The author defines a differential topology invariant for open 4-manifolds, end Floer homology \(HE(X,{\mathfrak s})\), and shows that the invariant is non-trivial. The homology \(HE(X,{\mathfrak s})\) is an abelian group valued invariant and \(HE({\mathbb R}^4,{\mathfrak s})=\{0\}\).

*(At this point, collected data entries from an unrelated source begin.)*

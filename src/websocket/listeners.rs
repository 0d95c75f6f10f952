use crate::types::{ClientEvent, EventKind};
use log::error;
use std::collections::HashMap;
use std::panic::{self, AssertUnwindSafe};
use std::sync::{Arc, Mutex, MutexGuard, PoisonError};

/// Callback invoked for client events. Identity is the `Arc` allocation, so keep a
/// clone around if you want to `off` it later.
pub type Listener = Arc<dyn Fn(&ClientEvent) + Send + Sync + 'static>;

/// Event kind -> listeners, in registration order.
#[derive(Default)]
pub struct ListenerRegistry {
    listeners: Mutex<HashMap<EventKind, Vec<Listener>>>,
}

impl ListenerRegistry {
    pub fn new() -> Self {
        Self::default()
    }

    /// Registers `listener` for `kind`. Returns `false` if it was already registered.
    pub fn add(&self, kind: EventKind, listener: Listener) -> bool {
        let mut guard = self.lock();
        let entries = guard.entry(kind).or_default();
        if entries.iter().any(|l| same_listener(l, &listener)) {
            return false;
        }
        entries.push(listener);
        true
    }

    /// Removes `listener` from `kind`. Returns `false` if it was not registered.
    pub fn remove(&self, kind: EventKind, listener: &Listener) -> bool {
        let mut guard = self.lock();
        match guard.get_mut(&kind) {
            Some(entries) => {
                let before = entries.len();
                entries.retain(|l| !same_listener(l, listener));
                entries.len() != before
            }
            None => false,
        }
    }

    pub fn clear(&self) {
        self.lock().clear();
    }

    pub fn count(&self, kind: EventKind) -> usize {
        self.lock().get(&kind).map_or(0, Vec::len)
    }

    /// Delivers `event` to every listener of its kind and returns how many ran
    /// without panicking.
    ///
    /// Listeners are invoked outside the registry lock, so a listener may register or
    /// remove listeners; such changes apply from the next event on.
    pub fn emit(&self, event: &ClientEvent) -> usize {
        let kind = event.kind();
        let snapshot: Vec<Listener> = match self.lock().get(&kind) {
            Some(entries) => entries.clone(),
            None => return 0,
        };

        let mut delivered = 0;
        for listener in snapshot {
            match panic::catch_unwind(AssertUnwindSafe(|| listener(event))) {
                Ok(()) => delivered += 1,
                Err(payload) => {
                    error!(
                        "Listener for '{:?}' event panicked: {}",
                        kind,
                        panic_message(payload.as_ref())
                    );
                }
            }
        }
        delivered
    }

    fn lock(&self) -> MutexGuard<'_, HashMap<EventKind, Vec<Listener>>> {
        self.listeners.lock().unwrap_or_else(PoisonError::into_inner)
    }
}

fn same_listener(a: &Listener, b: &Listener) -> bool {
    // Compare data pointers only; vtable pointers are not guaranteed unique.
    std::ptr::eq(Arc::as_ptr(a) as *const (), Arc::as_ptr(b) as *const ())
}

fn panic_message(payload: &(dyn std::any::Any + Send)) -> &str {
    if let Some(s) = payload.downcast_ref::<&str>() {
        *s
    } else if let Some(s) = payload.downcast_ref::<String>() {
        s.as_str()
    } else {
        "<non-string panic payload>"
    }
}
// demos/concurrent_tasks.rs
use resilient_connector_rs::clock::start_work_clock;
use resilient_connector_rs::run_tasks_with_concurrency;
use std::time::Instant;
use tokio::time::{sleep, Duration};

// Simulates a job that takes `millis`; every fifth one fails
async fn job(id: u32, millis: u64) -> Result<u32, String> {
    sleep(Duration::from_millis(millis)).await;
    if id % 5 == 0 {
        Err(format!("job {} failed", id))
    } else {
        Ok(id)
    }
}

#[tokio::main]
async fn main() -> Result<(), Box<dyn std::error::Error>> {
    // Initialize logging (optional)
    env_logger::init();

    // Optional: Load .env file if you have one
    dotenv::dotenv().ok();

    let tasks: Vec<_> = (1..=10u32)
        .map(|id| move || job(id, 50 * u64::from(11 - id)))
        .collect();

    println!("Running 10 jobs, at most 3 at a time...");
    let started = Instant::now();
    let results = run_tasks_with_concurrency(tasks, 3).await;
    println!(
        "Finished in {:?}. Completed (in completion order): {:?}",
        started.elapsed(),
        results
    );

    // A background clock for periodic work
    let ticker = start_work_clock(Some(Duration::from_secs(1)))?;
    let mut ticks = ticker.subscribe();
    for _ in 0..3 {
        let tick = ticks.recv().await?;
        println!("Tick #{} at {}", tick.sequence, tick.at);
    }

    println!("Example finished.");
    Ok(())
}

Suppose that an open 4-manifold is given by an exhaustion of compact manifods \[ K_1\subset K_2\subset \cdots\subset K_i\subset \cdots=X. \] The cobordidms between \(K_i\) and \(K_j\) \((i<j)\) induce the homomorphisms \(F_{K_j-K_i}:HF_{\text{red}}(K_i,{\mathfrak s}_i)\to HF_{red}(K_j,{\mathfrak s}_j)\). The reduced Heegaard Floer theory was defined in [\textit{P. Ozsváth} and \textit{Z. Szabó}, Ann. Math. (2) 159, No. 3, 1027--1158 (2004; Zbl 1073.57009)]. Taking the direct limit of the directed system of these abelian groups, the author defines end Floer homology. However for the well-definedness the cobordisms require admissibility conditions for any cobordism between \(K_i\) and \(K_j\) for \(i<j\). For example a 1-handle is admissible and a 2-handle whose attaching circle is a primitive, non-torsion homology class in the 3-manifold is admissible. To prove the non-triviality of end Floer homology, the author prepares an open 4-manifold \(X=Y\cup N\times[0,1]\cup Q\sim {\mathbb R}^4\) (homeomorphism), where \(N\) is a contact 3-manifold and \(Y=K_1\) is obtained by surgery along a sphere in \(Y'\) that is a 4-ball attached by a 2-handle along a non-trivial slice knot. \(Q\) is a symplectic manifold, whose end is a Casson tower. The manifold \(X\) can be seen as an admissible exhaustion. There exists a non-trivial element \(z_1\in HF_{\text{red}}(\partial Y ,t_1)\). The maps \(F_{K_j-K_1}\) are non-zero, since the cobordisms in between are symplectic, so the maps make the images of \(z_1\) non-zero. This implies \(EH(X)\neq 0\).